On February 15th, 16th, and 17th, Students for Liberty hosted the 6th Annual International Students for Liberty Conference, also known as the ISFLC.  I attended this event along with three students from Madison Liberty: fellow blogger Helen Shibut, Nick Farrar, and Reid Walker.

Rather than list every single event, person, and organization associated with this conference, which could take about as long as the conference itself, this article will highlight some of the more interesting and unusual aspects.

Party Milk
Dorian Electra

Friday kicked off with a rather bizarre performance called Party Milk by Dorian Electra.  Apparently, Students for Liberty awarded Ms. Electra a fellowship several years ago, but it was difficult to discern what connection, if any, the song has with the promotion of liberty.

John Mackey, the CEO of Whole Foods, was the featured speaker that evening.  He spoke about the morality and history of the free market, and his new book on the topic, Conscious Capitalism: Liberating the Heroic Spirit of Business.

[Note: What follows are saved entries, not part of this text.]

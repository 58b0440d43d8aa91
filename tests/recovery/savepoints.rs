use crate::common::logger::init_test_logger;
use crate::common::tempdb::{db_with_pages, test_db_config};
use ferrite_aries::common::db_instance::DBInstance;
use ferrite_aries::common::exception::RecoveryError;

#[test]
fn rollback_to_savepoint_then_commit() {
    init_test_logger();
    let (db, _, pages) = db_with_pages(test_db_config(true), 2);

    let txn = db.begin_transaction();
    db.write(&txn, pages[0], 0, &[1]).unwrap();
    db.savepoint(&txn, "before_second").unwrap();
    db.write(&txn, pages[0], 1, &[2]).unwrap();
    db.write(&txn, pages[1], 0, &[3]).unwrap();
    db.rollback_to_savepoint(&txn, "before_second").unwrap();
    db.write(&txn, pages[1], 1, &[4]).unwrap();
    db.commit(&txn).unwrap();

    let disk = db.crash();
    let (db, pending) = DBInstance::open(test_db_config(true), disk).unwrap();
    pending.run().unwrap();

    let reader = db.begin_transaction();
    assert_eq!(db.read(&reader, pages[0], 0, 2).unwrap(), vec![1, 0]);
    assert_eq!(db.read(&reader, pages[1], 0, 2).unwrap(), vec![0, 4]);
}

#[test]
fn abort_after_partial_rollback_undoes_everything_once() {
    init_test_logger();
    let (db, _, pages) = db_with_pages(test_db_config(false), 1);

    let txn = db.begin_transaction();
    db.savepoint(&txn, "start").unwrap();
    db.write(&txn, pages[0], 0, &[1]).unwrap();
    db.savepoint(&txn, "middle").unwrap();
    db.write(&txn, pages[0], 0, &[2]).unwrap();
    db.rollback_to_savepoint(&txn, "middle").unwrap();

    let reader_view = db.get_buffer_pool_manager().fetch_page(pages[0]).unwrap();
    assert_eq!(reader_view.read().read_bytes(0, 1).unwrap(), vec![1]);
    drop(reader_view);

    db.abort(&txn).unwrap();
    let reader = db.begin_transaction();
    assert_eq!(db.read(&reader, pages[0], 0, 1).unwrap(), vec![0]);
}

#[test]
fn released_savepoint_cannot_be_used() {
    init_test_logger();
    let (db, _, _) = db_with_pages(test_db_config(false), 1);

    let txn = db.begin_transaction();
    db.savepoint(&txn, "sp").unwrap();
    db.release_savepoint(&txn, "sp").unwrap();
    assert!(matches!(
        db.rollback_to_savepoint(&txn, "sp"),
        Err(RecoveryError::SavepointNotFound { .. })
    ));
    assert!(matches!(
        db.release_savepoint(&txn, "sp"),
        Err(RecoveryError::SavepointNotFound { .. })
    ));
}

Saturday was easily the most jammed packed of the three days.  It featured six informational sessions where attendees could choose to learn about a wide variety of topics from a considerable range of speakers and organizations.

I first selected “The Teachings of Chairman Jim: The ‘Nuts and Bolts’ of Building a Libertarian Campus Organization” which was presented by Dr. Jim Lark, a professor at the University of Virginia and Chairman of the Libertarian Party from 2000 to 2002.  In this talk, Dr. Lark discussed, as indicated from the title, many of the challenges associated with both the creation and maintenance of a liberty group on college campuses.  Given that this topic would be vitally helpful to just about every student at ISFLC, it was a bit disappointing to find that more of them did not take advantage of this discussion.

IMG_1718
Jack Hunter

Second on the docket was “Why Conservatism is Worthless Without Libertarianism” by Jack Hunter.  Readers of this blog may recall that I first met Mr. Hunter while I worked for the 2007/08 Ron Paul campaign in South Carolina.  For those who don’t know, his work, first written under the moniker The Southern Avenger, was exceedingly inspirational to me and was one of the key factors that ultimately led to the creation of this blog in mid 2008.  He spoke at some length regarding the ideals and importance of constitutional conservatism as well as the damage done to both the Republican Party and the conservative movement by faux conservatives like Rick Santorum and Senator Lindsey Graham.

From there, I attended a taping of the Stossel Show.  Below is a short, introductory clip of this soon-to-be aired episode.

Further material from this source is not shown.